FDA approves 'breakthrough' therapy for diabetic eye disorder
The FDA announced Wednesday that it has granted “breakthrough therapy designation” to the drug Eylea, and expanded its approved use for the treatment of diabetic retinopathy in patients with diabetic macular edema.
The agency last month also approved Lucentis (ranibizumab injection) 0.3 mg to treat diabetic retinopathy in patients with DME.
Diabetes and its myriad attendant physiological complications afflict thousands of elderly in long-term care settings. According to the American Diabetes Association, early detection of retinopathy in individuals with diabetes is critical in preventing visual loss, but current methods of screening fail to identify a sizable number of high-risk patients. Moreover, the currently available interventions for diabetic macular edema target only advanced stages of the disease.

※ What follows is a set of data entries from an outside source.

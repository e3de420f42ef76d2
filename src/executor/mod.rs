//! Executor: orchestration of a scenario at a changing concurrency
//!
//! The `Executor` trait is the runtime that executes a `Scenario`. Onda ships
//! a single implementation, [`AdaptiveExecutor`], built from three parts that
//! only talk through channels:
//!
//! 1. A **controller** ticking every 100 ms (by default). It samples the
//!    [`ConcurrencyProfile`](crate::profile::ConcurrencyProfile) and adds or
//!    retires workers until the live count matches the target.
//! 2. A **worker pool** of `max_workers` reusable slots. Every start signal
//!    becomes one scenario invocation inside a slot; a worker keeps its slot
//!    for as long as more start signals are queued.
//! 3. An **aggregator** collecting latencies and errors into a
//!    [`LoadResult`](crate::LoadResult).
//!
//! # Lifecycle
//! - *Running*: the controller reconciles on every tick and on every
//!   completion.
//! - *Draining*: the deadline passed or the run was cancelled. The controller
//!   closes the start queue and the scenarios' token is cancelled. In-flight
//!   invocations are never aborted; they end as soon as they observe it.
//! - *Terminated*: every slot is back in the pool and the aggregator has
//!   returned what it collected.
//!
//! Shutdown latency is bounded by one tick plus the longest invocation still
//! in flight, provided scenarios honour the cancellation token they receive.
//!
//! # Tuning knobs
//! - `tick`: reconciliation granularity. The live count lags the profile by
//!   at most one tick.
//! - `stop_timeout`: how long a single retirement waits for a worker before
//!   giving up on it. Must be shorter than `tick`.
//! - `max_workers`: size of the slot arena. Caps task creation, not logical
//!   concurrency. Default is `num_cpus * 120`, kept within `100..=1000`.
//! - `sample_buffer`: capacity of each sample channel.
mod adaptive;
mod controller;
mod pool;

pub use adaptive::AdaptiveExecutor;

#[cfg(feature = "internals")]
pub use controller::{Controller, Exit, RunState};
#[cfg(feature = "internals")]
pub use pool::{Completion, SlotId, StartQueue};

use std::future::Future;

use tokio_util::sync::CancellationToken;

use crate::{aggregate::LoadResult, scenario::Scenario};

/// The runtime hook that executes a `Scenario`.
///
/// Implementations own the whole run: spawning, pacing, cancellation and
/// collection. They must return whatever samples were collected, even when
/// `cancel` fires before the run would have ended.
pub trait Executor<F, Fut, E>
where
    Self: Send + Sync + Sized,
    F: Fn(CancellationToken) -> Fut + Send + Sync + Clone + 'static,
    Fut: Future<Output = Result<(), E>> + Send + 'static,
    E: Send + 'static,
{
    type Error;

    /// Execute the scenario until the run ends or `cancel` fires.
    fn exec(
        &self,
        scenario: &Scenario<F>,
        cancel: CancellationToken,
    ) -> impl Future<Output = Result<LoadResult<E>, Self::Error>> + Send;
}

Diabetic retinopathy is the most common diabetic eye disease and is a leading cause of blindness in adults in the United States, the FDA notes. According to the Centers for Disease Control and Prevention, types 1 and 2 diabetes affect more than 29 million people in the United States and is the leading cause of new blindness among people ages 20 to 74 years old. In 2008, 33% of adults with diabetes aged 40 years or older had some form of diabetic retinopathy. In some cases of DR with diabetic macular edema, abnormal new blood vessels grow on the surface of the retina. Severe vision loss or blindness can occur if the new blood vessels break.
Eylea is administered by a physician as an injection into the eye once a month for the first five injections and then once every two months. It is intended to be used along with appropriate interventions to control blood sugar, blood pressure and cholesterol, according to the FDA.